Many Final Straw volunteers got down on their hands and knees to sift through the seaweed and sand, but you don’t have to dig that deep — usually, you can cast an eye across the beach and spot all the little flecks of blues, greens, and pinks interrupting the natural landscape.
Thousands of nurdles were picked up. These are tiny round pellets which make up our plastic products. They’re notorious for polluting our seas and filling the stomachs of shoreline and ocean life. Nurdles are a core focus for campaigners fighting against single-use plastics.
Bianca was inspired to start Final Straw through a desire to teach her two sons the importance of loving and caring for our planet — an attitude sparked in part by the sustainability work carried out by Land Rover BAR and the 1851 Trust, where her husband is a member of the sailing team and a trust ambassador.
She said: “We only have one planet. I am horrified and heartbroken every time I walk past a piece of litter that I know will inevitably end up in our oceans, and maybe inside the stomach of a vulnerable animal.
“We’ve all seen the videos of animals wrapped up in plastic beer can rings and the turtle with the plastic straw stuck up his nose. We need to get together to end this. Just yesterday I was offered a plastic straw for my son’s drink. This really annoyed me, and is now the straw that’s broken the proverbial camel’s back.
“A single plastic straw is used for an average of 20 minutes before being discarded. If these straws make it into our seas, they get broken down — if not embedded in an animal — into microplastics, and then ingested by sea life. Eventually filling their stomachs and killing them.”
“And then, naturally, this plastic enters our food chain. It’s got to stop.”

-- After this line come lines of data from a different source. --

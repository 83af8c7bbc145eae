//! Menu API Handlers

use axum::{
    Json,
    extract::{Path, State},
};

use crate::auth::RequireAdmin;
use crate::core::ServerState;
use crate::db::models::{FoodItem, FoodItemCreate, FoodItemUpdate};
use crate::utils::{AppError, AppResult};

/// GET /api/menu - full menu with ingredient requirements
pub async fn list(State(state): State<ServerState>) -> AppResult<Json<Vec<FoodItem>>> {
    let items = state.catalog.get_all().await?;
    Ok(Json(items))
}

/// GET /api/menu/{id} - one food item
pub async fn get_by_id(
    State(state): State<ServerState>,
    Path(id): Path<String>,
) -> AppResult<Json<FoodItem>> {
    let item = state
        .catalog
        .get_by_id(&id)
        .await?
        .ok_or_else(|| AppError::not_found(format!("Food item {id} not found")))?;
    Ok(Json(item))
}

/// POST /api/menu - create a food item (admin)
pub async fn create(
    _admin: RequireAdmin,
    State(state): State<ServerState>,
    Json(payload): Json<FoodItemCreate>,
) -> AppResult<Json<FoodItem>> {
    let item = state.catalog.create_food_item(payload).await?;
    Ok(Json(item))
}

/// PUT /api/menu/{id} - update a food item (admin)
pub async fn update(
    _admin: RequireAdmin,
    State(state): State<ServerState>,
    Path(id): Path<String>,
    Json(payload): Json<FoodItemUpdate>,
) -> AppResult<Json<FoodItem>> {
    let item = state.catalog.update_food_item(&id, payload).await?;
    Ok(Json(item))
}
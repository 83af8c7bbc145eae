//! Server state
//!
//! Every port and service is constructed exactly once here and handed out
//! by reference, no global singletons. `ServerState` is `Clone` (all
//! fields are pools, `Arc`s or cheap handles) and doubles as the axum
//! state.

use std::sync::Arc;
use std::time::Duration;

use crate::ai::{GeminiModel, SuggestionService, TextModel};
use crate::cache::{self, CacheStore};
use crate::core::Config;
use crate::db::DbService;
use crate::db::repository::{
    AlertRepository, FoodItemRepository, IngredientRepository, OrderRepository,
};
use crate::services::{CatalogService, InventoryService, OrderService};

#[derive(Clone)]
pub struct ServerState {
    pub config: Config,
    pub db: DbService,
    pub cache: Arc<dyn CacheStore>,
    pub catalog: CatalogService,
    pub inventory: InventoryService,
    pub orders: OrderService,
    pub suggestions: Arc<SuggestionService>,
}

impl ServerState {
    /// Initialize in dependency order: database, cache backend, model,
    /// then the services wired on top of them
    pub async fn initialize(config: &Config) -> anyhow::Result<Self> {
        // 1. Database
        let db = DbService::new(&config.database_path).await?;
        let pool = db.pool.clone();

        // 2. Cache backend (config-selected)
        let cache = cache::connect(&config.cache_backend, &config.redis_url).await?;

        // 3. Repositories
        let foods = FoodItemRepository::new(pool.clone());
        let ingredients = IngredientRepository::new(pool.clone());
        let orders_repo = OrderRepository::new(pool.clone());
        let alerts = AlertRepository::new(pool.clone());

        // 4. Suggestion gateway; without an API key every suggestion falls
        //    back deterministically
        let model: Option<Arc<dyn TextModel>> = match &config.gemini_api_key {
            Some(key) => {
                tracing::info!(model = %config.gemini_model, "Suggestion model enabled");
                Some(Arc::new(GeminiModel::new(key.clone(), config.gemini_model.clone())))
            }
            None => {
                tracing::info!("GEMINI_API_KEY not set, suggestion fallbacks only");
                None
            }
        };
        let suggestions = Arc::new(SuggestionService::new(
            foods.clone(),
            orders_repo.clone(),
            ingredients.clone(),
            alerts.clone(),
            cache.clone(),
            model,
        ));

        // 5. Services
        let catalog = CatalogService::new(foods, cache.clone());
        let inventory = InventoryService::new(ingredients.clone(), alerts, cache.clone());
        let orders = OrderService::new(
            pool,
            catalog.clone(),
            ingredients,
            orders_repo,
            cache.clone(),
            Some(suggestions.clone()),
            Duration::from_millis(config.order_tx_timeout_ms),
        );

        Ok(Self {
            config: config.clone(),
            db,
            cache,
            catalog,
            inventory,
            orders,
            suggestions,
        })
    }
}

Bianca’s campaign began as Final Straw Emsworth, imploring her village to quit using plastic straws and encouraging businesses to offer paper or metal straws instead. Her efforts quickly gained traction via social media, propelling Final Straw to a Solent-wide stature. In the near future, the Solent branch of the campaign could easily join forces with the likes of Final Straw Winchester and other locales.
She continued: “I would love to see our area no longer selling plastic bottles of water, and instead selling glass or compostable bottles or cartons. Out with the clingfilm and in with beeswax wraps or equivalents. Milk in glass bottles, etc.”
If things continue as they are, by 2050, it’s predicted that there’ll be more plastic in the sea than fish. The equivalent of a rubbish truck of plastic is dumped into the ocean each day. Preventing that starts with us, with individual changes and actions.